FIX $\triangleq \lambda f.(\lambda x. f~(\lambda y. x~x~y))~(\lambda x. f~(\lambda y. x~x~y))$

I understand its purpose and I can trace the execution of its application perfectly fine; I would like to understand how to derive FIX from first principles.

Here is as far as I get when I try to derive it myself:

  1. FIX is a function: FIX $\triangleq \lambda_\ldots$
  2. FIX takes another function, $f$, to make it recursive: FIX $\triangleq \lambda f._\ldots$
  3. The first argument of the function $f$ is the "name" of the function, used where a recursive application is intended. Therefore, all appearances of the first argument to $f$ should be replaced by a function, and this function should expect the rest of the arguments of $f$ (let's just assume $f$ takes one argument): FIX $\triangleq \lambda f._\ldots f~(\lambda y. _\ldots y)$

This is where I do not know how to "take a step" in my reasoning. The small ellipses indicate where my FIX is missing something (although I am only able to know that by comparing it to the "real" FIX).

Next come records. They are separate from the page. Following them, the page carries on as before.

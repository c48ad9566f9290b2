//! Gate instructions and the supported gate vocabulary

use crate::{QuantumError, Result};
use serde::{Deserialize, Serialize};
use smallvec::SmallVec;
use std::collections::BTreeMap;
use std::fmt;

/// Metadata-only pseudo-gates
///
/// These are recognized by the engine but never touch the state. They mark
/// where downstream consumers should draw noise or measurement annotations.
#[derive(Debug, Clone, Copy, PartialEq, Eq, Hash, Serialize, Deserialize)]
pub enum AnnotationKind {
    Depolarizing,
    AmplitudeDamping,
    PhaseDamping,
    MeasureX,
    MeasureY,
    MeasureZ,
}

impl AnnotationKind {
    /// Canonical upper-case name
    pub const fn name(&self) -> &'static str {
        match self {
            AnnotationKind::Depolarizing => "DEPOLARIZING",
            AnnotationKind::AmplitudeDamping => "AMP_DAMP",
            AnnotationKind::PhaseDamping => "PHASE_DAMP",
            AnnotationKind::MeasureX => "MEASURE_X",
            AnnotationKind::MeasureY => "MEASURE_Y",
            AnnotationKind::MeasureZ => "MEASURE_Z",
        }
    }
}

/// The fixed gate vocabulary
///
/// Parsing is case-insensitive and accepts the common aliases
/// (`CNOT`, `SDG`, `TDG`, `SXDG`, `ID`).
#[derive(Debug, Clone, Copy, PartialEq, Eq, Hash, Serialize, Deserialize)]
pub enum GateKind {
    I,
    X,
    Y,
    Z,
    H,
    S,
    Sdg,
    T,
    Tdg,
    Sx,
    Sxdg,
    /// Phase gate P(θ)
    Phase,
    Rx,
    Ry,
    Rz,
    Cx,
    Cz,
    Reset,
    Annotation(AnnotationKind),
}

impl GateKind {
    /// Resolve a gate name against the vocabulary
    ///
    /// # Errors
    /// Returns [`QuantumError::UnsupportedGate`] for unknown names
    ///
    /// # Example
    /// ```
    /// use bloq_core::GateKind;
    ///
    /// assert_eq!(GateKind::from_name("cnot").unwrap(), GateKind::Cx);
    /// assert_eq!(GateKind::from_name("S†").unwrap(), GateKind::Sdg);
    /// assert!(GateKind::from_name("TOFFOLI").is_err());
    /// ```
    pub fn from_name(name: &str) -> Result<Self> {
        let kind = match name.trim().to_uppercase().as_str() {
            "I" | "ID" => GateKind::I,
            "X" => GateKind::X,
            "Y" => GateKind::Y,
            "Z" => GateKind::Z,
            "H" => GateKind::H,
            "S" => GateKind::S,
            "SDG" | "S†" => GateKind::Sdg,
            "T" => GateKind::T,
            "TDG" | "T†" => GateKind::Tdg,
            "SX" => GateKind::Sx,
            "SXDG" | "SX†" => GateKind::Sxdg,
            "P" => GateKind::Phase,
            "RX" => GateKind::Rx,
            "RY" => GateKind::Ry,
            "RZ" => GateKind::Rz,
            "CX" | "CNOT" => GateKind::Cx,
            "CZ" => GateKind::Cz,
            "RESET" => GateKind::Reset,
            "DEPOLARIZING" => GateKind::Annotation(AnnotationKind::Depolarizing),
            "AMP_DAMP" => GateKind::Annotation(AnnotationKind::AmplitudeDamping),
            "PHASE_DAMP" => GateKind::Annotation(AnnotationKind::PhaseDamping),
            "MEASURE_X" => GateKind::Annotation(AnnotationKind::MeasureX),
            "MEASURE_Y" => GateKind::Annotation(AnnotationKind::MeasureY),
            "MEASURE_Z" => GateKind::Annotation(AnnotationKind::MeasureZ),
            _ => return Err(QuantumError::unsupported_gate(name)),
        };
        Ok(kind)
    }

    /// Canonical name
    pub const fn name(&self) -> &'static str {
        match self {
            GateKind::I => "I",
            GateKind::X => "X",
            GateKind::Y => "Y",
            GateKind::Z => "Z",
            GateKind::H => "H",
            GateKind::S => "S",
            GateKind::Sdg => "SDG",
            GateKind::T => "T",
            GateKind::Tdg => "TDG",
            GateKind::Sx => "SX",
            GateKind::Sxdg => "SXDG",
            GateKind::Phase => "P",
            GateKind::Rx => "RX",
            GateKind::Ry => "RY",
            GateKind::Rz => "RZ",
            GateKind::Cx => "CX",
            GateKind::Cz => "CZ",
            GateKind::Reset => "RESET",
            GateKind::Annotation(kind) => kind.name(),
        }
    }
}

impl fmt::Display for GateKind {
    fn fmt(&self, f: &mut fmt::Formatter<'_>) -> fmt::Result {
        f.write_str(self.name())
    }
}

/// A frozen gate instruction
///
/// Gates are built once with the `with_*` builders and never mutated
/// afterwards. The name is kept verbatim; it is resolved against the
/// vocabulary by [`Gate::kind`] when the circuit is simulated, so an
/// unknown name only fails at simulation time.
///
/// # Example
/// ```
/// use bloq_core::{Gate, GateKind};
///
/// let rx = Gate::new("RX", [0]).with_parameters([std::f64::consts::PI]);
/// assert_eq!(rx.kind().unwrap(), GateKind::Rx);
/// assert_eq!(rx.parameters(), &[std::f64::consts::PI]);
/// ```
#[derive(Clone, Debug, PartialEq, Serialize, Deserialize)]
pub struct Gate {
    name: String,
    targets: SmallVec<[usize; 2]>,
    #[serde(default)]
    controls: SmallVec<[usize; 2]>,
    #[serde(default)]
    parameters: SmallVec<[f64; 2]>,
    #[serde(default)]
    metadata: BTreeMap<String, String>,
}

impl Gate {
    /// Create a gate acting on the given targets
    pub fn new(name: impl Into<String>, targets: impl IntoIterator<Item = usize>) -> Self {
        Self {
            name: name.into(),
            targets: targets.into_iter().collect(),
            controls: SmallVec::new(),
            parameters: SmallVec::new(),
            metadata: BTreeMap::new(),
        }
    }

    /// Builder: set the control qubits
    pub fn with_controls(mut self, controls: impl IntoIterator<Item = usize>) -> Self {
        self.controls = controls.into_iter().collect();
        self
    }

    /// Builder: set the rotation angles (radians)
    pub fn with_parameters(mut self, parameters: impl IntoIterator<Item = f64>) -> Self {
        self.parameters = parameters.into_iter().collect();
        self
    }

    /// Builder: attach a metadata entry
    pub fn with_metadata(mut self, key: impl Into<String>, value: impl Into<String>) -> Self {
        self.metadata.insert(key.into(), value.into());
        self
    }

    /// Name as supplied by the caller
    #[inline]
    pub fn name(&self) -> &str {
        &self.name
    }

    #[inline]
    pub fn targets(&self) -> &[usize] {
        &self.targets
    }

    #[inline]
    pub fn controls(&self) -> &[usize] {
        &self.controls
    }

    #[inline]
    pub fn parameters(&self) -> &[f64] {
        &self.parameters
    }

    #[inline]
    pub fn metadata(&self) -> &BTreeMap<String, String> {
        &self.metadata
    }

    /// Resolve the gate name against the vocabulary
    pub fn kind(&self) -> Result<GateKind> {
        GateKind::from_name(&self.name)
    }

    /// All qubits touched by the gate, targets first
    pub fn qubits(&self) -> impl Iterator<Item = usize> + '_ {
        self.targets.iter().chain(self.controls.iter()).copied()
    }
}

impl fmt::Display for Gate {
    fn fmt(&self, f: &mut fmt::Formatter<'_>) -> fmt::Result {
        write!(f, "{}", self.name)?;
        if !self.parameters.is_empty() {
            write!(f, "(")?;
            for (i, p) in self.parameters.iter().enumerate() {
                if i > 0 {
                    write!(f, ", ")?;
                }
                write!(f, "{:.4}", p)?;
            }
            write!(f, ")")?;
        }
        write!(f, " ")?;
        for (i, q) in self.targets.iter().enumerate() {
            if i > 0 {
                write!(f, ", ")?;
            }
            write!(f, "q{}", q)?;
        }
        if !self.controls.is_empty() {
            write!(f, " ctrl")?;
            for q in &self.controls {
                write!(f, " q{}", q)?;
            }
        }
        Ok(())
    }
}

I already have read Types and Programming Languages, which does not attempt to derive it directly, and instead refers the reader to The Little Schemer for a derivation. I have read that, too, and its "derivation" was not so helpful. Moreover, it is less of a direct derivation and more of a use of a very specific example and an ad-hoc attempt to write a suitable recursive function in $\lambda$.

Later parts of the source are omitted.